APPLICATION FOR REVIEW

  1. This is an application for review of a decision made by a delegate of the Minister for Home Affairs on 24 June 2019 to refuse to grant the applicant a Skilled (Provisional) (Class VC) visa under s.65 of the Migration Act 1958 (the Act).

  2. The applicant applied for the visa on 13 March 2019. Visa Class VC contains Subclass 485 (Temporary Graduate). The criteria for the grant of a Subclass 485 visa are set out in Part 485 of Schedule 2 to the Migration Regulations 1994 (the Regulations), including criteria in different streams. In this case, the applicant is seeking to meet the criteria in the Post-Study Work stream, which include cl.485.231

  3. The delegate was not satisfied the applicant met cl. 485.231 because the delegate was not satisfied that the applicant’s study satisfied the Australian Study Requirement in the period of 6 months immediately before the date of the visa application.

  4. The Tribunal did not consider a hearing to be necessary, as it was able to find in favour of the visa applicant on the basis of the material before it. For the following reasons, the Tribunal has concluded that the matter should be remitted for reconsideration.

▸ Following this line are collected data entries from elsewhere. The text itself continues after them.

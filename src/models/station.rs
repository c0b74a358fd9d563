use chrono::{DateTime, Utc};
use serde::{Deserialize, Serialize};
use sqlx::{FromRow, PgConnection, PgPool};
use uuid::Uuid;

/// Fuel products tracked per station
#[derive(Debug, Clone, Copy, PartialEq, Eq, Serialize, Deserialize)]
#[serde(rename_all = "lowercase")]
pub enum FuelType {
    Pms,
    Ago,
    Dpk,
}

impl FuelType {
    pub fn as_str(&self) -> &'static str {
        match self {
            FuelType::Pms => "pms",
            FuelType::Ago => "ago",
            FuelType::Dpk => "dpk",
        }
    }
}

#[derive(Debug, Clone, Serialize, Deserialize, FromRow)]
pub struct Station {
    pub id: Uuid,
    pub name: String,
    pub brand: String,
    pub latitude: f64,
    pub longitude: f64,
    pub pms_price: Option<f64>,
    pub ago_price: Option<f64>,
    pub dpk_price: Option<f64>,
    pub out_of_stock: bool,
    pub verified: bool,
    pub max_daily_capacity: Option<i32>,
    pub created_at: DateTime<Utc>,
    pub updated_at: DateTime<Utc>,
}

impl Station {
    pub async fn find_by_id(pool: &PgPool, id: Uuid) -> Result<Option<Self>, sqlx::Error> {
        sqlx::query_as::<_, Self>("SELECT * FROM stations WHERE id = $1")
            .bind(id)
            .fetch_optional(pool)
            .await
    }

    pub fn price_of(&self, fuel: FuelType) -> Option<f64> {
        match fuel {
            FuelType::Pms => self.pms_price,
            FuelType::Ago => self.ago_price,
            FuelType::Dpk => self.dpk_price,
        }
    }

    /// Updates a single fuel price. Runs on a connection so the caller can
    /// group it with the matching price_logs insert in one transaction.
    pub async fn set_price(
        conn: &mut PgConnection,
        id: Uuid,
        fuel: FuelType,
        price: f64,
    ) -> Result<(), sqlx::Error> {
        let sql = match fuel {
            FuelType::Pms => {
                "UPDATE stations SET pms_price = $2, updated_at = NOW() WHERE id = $1"
            }
            FuelType::Ago => {
                "UPDATE stations SET ago_price = $2, updated_at = NOW() WHERE id = $1"
            }
            FuelType::Dpk => {
                "UPDATE stations SET dpk_price = $2, updated_at = NOW() WHERE id = $1"
            }
        };

        sqlx::query(sql).bind(id).bind(price).execute(conn).await?;
        Ok(())
    }

    pub async fn set_out_of_stock(
        pool: &PgPool,
        id: Uuid,
        out_of_stock: bool,
    ) -> Result<(), sqlx::Error> {
        sqlx::query("UPDATE stations SET out_of_stock = $2, updated_at = NOW() WHERE id = $1")
            .bind(id)
            .bind(out_of_stock)
            .execute(pool)
            .await?;
        Ok(())
    }

    pub async fn set_max_daily_capacity(
        pool: &PgPool,
        id: Uuid,
        litres: i32,
    ) -> Result<(), sqlx::Error> {
        sqlx::query(
            "UPDATE stations SET max_daily_capacity = $2, updated_at = NOW() WHERE id = $1",
        )
        .bind(id)
        .bind(litres)
        .execute(pool)
        .await?;
        Ok(())
    }

    /// All stations other than the given one, for competitor distance checks
    pub async fn list_others(pool: &PgPool, id: Uuid) -> Result<Vec<Self>, sqlx::Error> {
        sqlx::query_as::<_, Self>("SELECT * FROM stations WHERE id != $1")
            .bind(id)
            .fetch_all(pool)
            .await
    }

    pub async fn count_favourites(pool: &PgPool, id: Uuid) -> Result<i64, sqlx::Error> {
        let count: (i64,) =
            sqlx::query_as("SELECT COUNT(*) FROM favourite_stations WHERE station_id = $1")
                .bind(id)
                .fetch_one(pool)
                .await?;
        Ok(count.0)
    }
}

/// Append-only record of a manager price change
#[derive(Debug, Clone, Serialize, FromRow)]
pub struct PriceLog {
    pub id: Uuid,
    pub station_id: Uuid,
    pub fuel_type: String, // "pms", "ago" or "dpk"
    pub old_price: Option<f64>,
    pub new_price: f64,
    pub changed_by: Uuid,
    pub created_at: DateTime<Utc>,
}

impl PriceLog {
    pub async fn append(
        conn: &mut PgConnection,
        station_id: Uuid,
        fuel: FuelType,
        old_price: Option<f64>,
        new_price: f64,
        changed_by: Uuid,
    ) -> Result<(), sqlx::Error> {
        sqlx::query(
            r#"
            INSERT INTO price_logs (station_id, fuel_type, old_price, new_price, changed_by)
            VALUES ($1, $2, $3, $4, $5)
            "#,
        )
        .bind(station_id)
        .bind(fuel.as_str())
        .bind(old_price)
        .bind(new_price)
        .bind(changed_by)
        .execute(conn)
        .await?;
        Ok(())
    }

    pub async fn list_for_station(
        pool: &PgPool,
        station_id: Uuid,
        limit: i64,
    ) -> Result<Vec<Self>, sqlx::Error> {
        sqlx::query_as::<_, Self>(
            r#"
            SELECT * FROM price_logs
            WHERE station_id = $1
            ORDER BY created_at DESC
            LIMIT $2
            "#,
        )
        .bind(station_id)
        .bind(limit)
        .fetch_all(pool)
        .await
    }
}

    CONSIDERATION OF CLAIMS AND EVIDENCE

  5. Clause 485.231 requires the applicant to hold a qualification or qualifications of a kind specified by the Minister, conferred or awarded by an educational institution specified by the Minister, for which the applicant’s study must have satisfied the ‘Australian study requirement’ in the 6 months immediately before the day the visa application was made. The issue in the present case is whether the applicant meets those requirements.

    Does the applicant hold a specified qualification?

  6. Subclause 485.231(1) requires the applicant to hold a qualification or qualifications of a kind specified by the Minister. The relevant instrument for this purpose is IMMI 13/013. In this case, the applicant holds a Bachelor of Engineering which is a qualification specified in that instrument.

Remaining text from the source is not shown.